# Johannesburg Stock Exchange



## CamerDr (Jul 29, 2011)

Dumela to all,

I would like to find out if anyone has any idea on what is needed for one to invest in the JSE. 

Thx


----------



## Johanna (Apr 13, 2009)

Money!


----------



## Daxk (Jan 20, 2008)

Domela Hokaai!
find a broker or speak to your bank who will recommend one in their Investment division.
they will open a deposit account for you and either buy what you wish (subject to whatever minimums they work to) or advise you depending on the risk profile you wish to follow.
If malema gets his way, mining shares will be very cheap shortly.


----------



## BJ100 (Jun 6, 2011)

Hi CamerDr, 

If you'll be conducting your own equity research you'll find this blog helpful. I've recently branched out into researching Sub-Saharan Africa equities and the blog has saved me a lot of time and frustration.
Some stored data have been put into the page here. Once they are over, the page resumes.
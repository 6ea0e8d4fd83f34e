//! Events exchanged between adjacent stages.
//!
//! Events are categorized by their flow direction:
//!
//! - [`Event`]: flows downstream with the data (caps, segment, flush, gap, EOS)
//! - [`UpstreamEvent`]: flows against the data (QoS feedback, reconfigure)
//!
//! QoS drops are additionally reported out of band as a [`QosMessage`] to the
//! stage's [`QosObserver`].
//!
//! # Example
//!
//! ```rust
//! use parallax_transform::event::{Event, FlushStopEvent};
//!
//! let event = Event::FlushStop(FlushStopEvent { reset_time: true });
//! assert!(!event.is_serialized());
//! assert_eq!(event.name(), "flush-stop");
//! ```

use crate::clock::{ClockTime, ClockTimeDiff};
use crate::format::Caps;
use crate::segment::Segment;

// ============================================================================
// Downstream Events
// ============================================================================

/// Events that flow downstream through a stage.
#[derive(Debug, Clone)]
pub enum Event {
    /// Fixed caps for the buffers that follow.
    Caps(Caps),

    /// Defines a playback segment (timeline).
    Segment(Segment),

    /// Gap in data (silence, black frames).
    Gap(GapEvent),

    /// End of stream - no more data will be produced.
    Eos,

    /// Flush start - unblock and discard in-flight work.
    FlushStart,

    /// Flush stop - resume normal operation.
    FlushStop(FlushStopEvent),
}

impl Event {
    /// Check if this event should be serialized with buffers.
    ///
    /// Flush events bypass queues for immediate effect.
    pub fn is_serialized(&self) -> bool {
        !matches!(self, Event::FlushStart | Event::FlushStop(_))
    }

    /// Get a human-readable name for this event type.
    pub fn name(&self) -> &'static str {
        match self {
            Event::Caps(_) => "caps",
            Event::Segment(_) => "segment",
            Event::Gap(_) => "gap",
            Event::Eos => "eos",
            Event::FlushStart => "flush-start",
            Event::FlushStop(_) => "flush-stop",
        }
    }
}

/// A stretch of stream time without data.
#[derive(Debug, Clone, Copy, PartialEq, Eq)]
pub struct GapEvent {
    /// Start of the gap.
    pub timestamp: ClockTime,
    /// Length of the gap, if known.
    pub duration: Option<ClockTime>,
}

/// Flush stop parameters.
#[derive(Debug, Clone, Copy, PartialEq, Eq)]
pub struct FlushStopEvent {
    /// Whether running time restarts from zero.
    pub reset_time: bool,
}

// ============================================================================
// Upstream Events
// ============================================================================

/// Events that flow upstream, against the data.
#[derive(Debug, Clone, PartialEq)]
pub enum UpstreamEvent {
    /// Quality of Service feedback from downstream.
    Qos(QosEvent),

    /// Ask upstream to renegotiate at the next opportunity.
    Reconfigure,
}

impl UpstreamEvent {
    /// Get a human-readable name for this event type.
    pub fn name(&self) -> &'static str {
        match self {
            UpstreamEvent::Qos(_) => "qos",
            UpstreamEvent::Reconfigure => "reconfigure",
        }
    }
}

/// QoS feedback: downstream observed `timestamp` arriving `diff` late.
///
/// Negative `diff` means early.
#[derive(Debug, Clone, Copy, PartialEq)]
pub struct QosEvent {
    /// Long-term ratio of processing speed to real time (1.0 = exactly real time).
    pub proportion: f64,
    /// Jitter of the observed buffer, in nanoseconds.
    pub diff: ClockTimeDiff,
    /// Running time of the observed buffer.
    pub timestamp: ClockTime,
}

impl QosEvent {
    /// Create a new QoS event.
    pub fn new(proportion: f64, diff: ClockTimeDiff, timestamp: ClockTime) -> Self {
        Self {
            proportion,
            diff,
            timestamp,
        }
    }

    /// Earliest running time worth processing, per this feedback.
    pub fn earliest_time(&self) -> ClockTime {
        self.timestamp.saturating_add_signed(self.diff)
    }
}

// ============================================================================
// QoS Messages
// ============================================================================

/// Report posted when a stage drops a late buffer.
#[derive(Debug, Clone, PartialEq)]
pub struct QosMessage {
    /// Name of the stage that dropped the buffer.
    pub source: String,
    /// Running time of the dropped buffer.
    pub running_time: ClockTime,
    /// Stream time of the dropped buffer, if known.
    pub stream_time: Option<ClockTime>,
    /// Timestamp of the dropped buffer.
    pub timestamp: ClockTime,
    /// Duration of the dropped buffer, if known.
    pub duration: Option<ClockTime>,
    /// How late the buffer was relative to the earliest allowed time.
    pub jitter: ClockTimeDiff,
    /// Proportion from the most recent QoS feedback.
    pub proportion: f64,
    /// Buffers processed so far.
    pub processed: u64,
    /// Buffers dropped so far (including this one).
    pub dropped: u64,
}

/// Receiver of QoS drop reports (typically the pipeline bus).
pub trait QosObserver: Send + Sync {
    /// Called once per dropped buffer, outside the stage's object lock.
    /// [`Stage::should_drop`](crate::transform::Stage::should_drop) and
    /// [`Stage::qos_stats`](crate::transform::Stage::qos_stats) may be
    /// called from here.
    fn post_qos(&self, message: &QosMessage);
}
//! Stock transforms built on the stage engine.
//!
//! | Transform | Mode | Notes |
//! |---|---|---|
//! | [`Identity`] | passthrough | callback and counters, never touches data |
//! | [`CapsFilter`] | in place | restricts formats; passthrough once negotiated |
//! | [`AudioConvert`] | copy | S16LE ↔ F32LE, sized by unit ratio |
//! | [`Volume`] | in place | linear gain; unity gain is passthrough |

mod audioconvert;
mod capsfilter;
mod identity;
mod volume;

pub use audioconvert::{AUDIO_RAW, AudioConvert, SampleFormat, audio_template};
pub use capsfilter::CapsFilter;
pub use identity::{BufferCallback, Identity, IdentityStats};
pub use volume::Volume;
//! Quality-of-service governor.
//!
//! Downstream reports lateness as `(proportion, diff, timestamp)`. The stage
//! remembers `earliest = timestamp + diff` and drops any buffer whose running
//! time is not past it, since it would arrive too late to be useful.

use super::{Stage, StreamState};
use crate::buffer::Buffer;
use crate::clock::{ClockTime, ClockTimeDiff};
use crate::element::TransformImpl;
use crate::event::QosMessage;
use crate::segment::Segment;
use std::sync::PoisonError;
use tracing::{debug, trace};

#[derive(Debug)]
pub(super) struct QosState {
    enabled: bool,
    proportion: f64,
    earliest_time: Option<ClockTime>,
    pub(super) processed: u64,
    dropped: u64,
    /// Copy of the stream segment, readable without the stream lock.
    pub(super) segment: Segment,
}

impl QosState {
    pub(super) fn new(enabled: bool) -> Self {
        Self {
            enabled,
            proportion: 1.0,
            earliest_time: None,
            processed: 0,
            dropped: 0,
            segment: Segment::default(),
        }
    }

    /// Forget feedback; counters survive.
    pub(super) fn reset(&mut self) {
        self.proportion = 1.0;
        self.earliest_time = None;
    }

    fn is_late(&self, running_time: ClockTime) -> bool {
        self.enabled && self.earliest_time.is_some_and(|earliest| running_time <= earliest)
    }
}

/// Snapshot of a stage's QoS state.
#[derive(Debug, Clone, Copy, PartialEq)]
pub struct QosStats {
    /// Whether late buffers are dropped.
    pub enabled: bool,
    /// Proportion from the latest feedback.
    pub proportion: f64,
    /// Buffers with a running time up to this are dropped.
    pub earliest_time: Option<ClockTime>,
    /// Buffers that went through a dispatch path.
    pub processed: u64,
    /// Buffers dropped as late.
    pub dropped: u64,
}

impl<T: TransformImpl> Stage<T> {
    /// Record downstream lateness feedback.
    pub fn update_qos(&self, proportion: f64, diff: ClockTimeDiff, timestamp: ClockTime) {
        let earliest = timestamp.saturating_add_signed(diff);
        trace!(stage = %self.name, proportion, diff, %timestamp, %earliest, "qos update");
        let mut st = self.lock_state();
        st.qos.proportion = proportion;
        st.qos.earliest_time = Some(earliest);
    }

    /// Turn late-buffer dropping on or off.
    pub fn set_qos_enabled(&self, enabled: bool) {
        self.lock_state().qos.enabled = enabled;
    }

    /// Whether late-buffer dropping is on.
    pub fn is_qos_enabled(&self) -> bool {
        self.lock_state().qos.enabled
    }

    /// Current QoS state.
    pub fn qos_stats(&self) -> QosStats {
        let st = self.lock_state();
        QosStats {
            enabled: st.qos.enabled,
            proportion: st.qos.proportion,
            earliest_time: st.qos.earliest_time,
            processed: st.qos.processed,
            dropped: st.qos.dropped,
        }
    }

    /// Whether `buffer` would be dropped as late right now.
    ///
    /// Only buffers with a timestamp in a time segment are ever dropped.
    /// Takes only the object lock, so it may be called from
    /// [`TransformImpl::before_transform`] or a [`QosObserver`] while a
    /// buffer is being processed.
    ///
    /// [`QosObserver`]: crate::event::QosObserver
    pub fn should_drop(&self, buffer: &Buffer) -> bool {
        let st = self.lock_state();
        running_time(&st.qos.segment, buffer).is_some_and(|rt| st.qos.is_late(rt))
    }

    /// Drop check on the data path. Counts the drop and reports it.
    pub(super) fn check_qos(&self, stream: &StreamState, buffer: &Buffer) -> bool {
        let (Some(pts), Some(running_time)) = (buffer.metadata().pts, running_time(&stream.segment, buffer))
        else {
            return false;
        };
        let message = {
            let mut st = self.lock_state();
            if !st.qos.is_late(running_time) {
                return false;
            }
            let Some(earliest) = st.qos.earliest_time else {
                return false;
            };
            st.qos.dropped += 1;
            st.discont_pending = true;
            QosMessage {
                source: self.name.clone(),
                running_time,
                stream_time: stream.segment.to_stream_time(pts),
                timestamp: pts,
                duration: buffer.metadata().duration,
                jitter: earliest.diff(running_time),
                proportion: st.qos.proportion,
                processed: st.qos.processed,
                dropped: st.qos.dropped,
            }
        };

        debug!(
            stage = %self.name,
            %running_time,
            jitter = message.jitter,
            dropped = message.dropped,
            "dropping late buffer"
        );
        self.metrics.record_dropped();

        let observer = self.observer.lock().unwrap_or_else(PoisonError::into_inner).clone();
        if let Some(observer) = observer {
            observer.post_qos(&message);
        }
        true
    }
}

fn running_time(segment: &Segment, buffer: &Buffer) -> Option<ClockTime> {
    if !segment.is_time() {
        return None;
    }
    segment.to_running_time(buffer.metadata().pts?)
}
investinginafrica.net - | investinginafrica.net |


----------



## CamerDr (Jul 29, 2011)

Thx for the link. I will work on it and see what lies within.



BJ100 said:


> Hi CamerDr,
> 
> If you'll be conducting your own equity research you'll find this blog helpful. I've recently branched out into researching Sub-Saharan Africa equities and the blog has saved me a lot of time and frustration.


----------